• DATA PROVIDED:
++++++++

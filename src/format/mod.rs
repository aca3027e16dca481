//! Annotation sidecar persistence.
//!
//! Shapes are stored in plain-text files next to the dataset: a shared
//! `classes.txt` naming the labels (line number = class index) and one
//! `<image stem>.txt` per image with normalized shape rows.

pub mod error;
pub mod sidecar;

#[cfg(test)]
mod tests;

pub use error::SidecarError;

++++++++

Transcribe the data word for word.

filename src/format/mod.rs
repository aca3027e16dca481
//! Annotation sidecar persistence.
//!
//! Shapes are stored in plain-text files next to the dataset: a shared
//! `classes.txt` naming the labels (line number = class index) and one
//! `<image stem>.txt` per image with normalized shape rows.

pub mod error;
pub mod sidecar;

#[cfg(test)]
mod tests;

pub use error::SidecarError;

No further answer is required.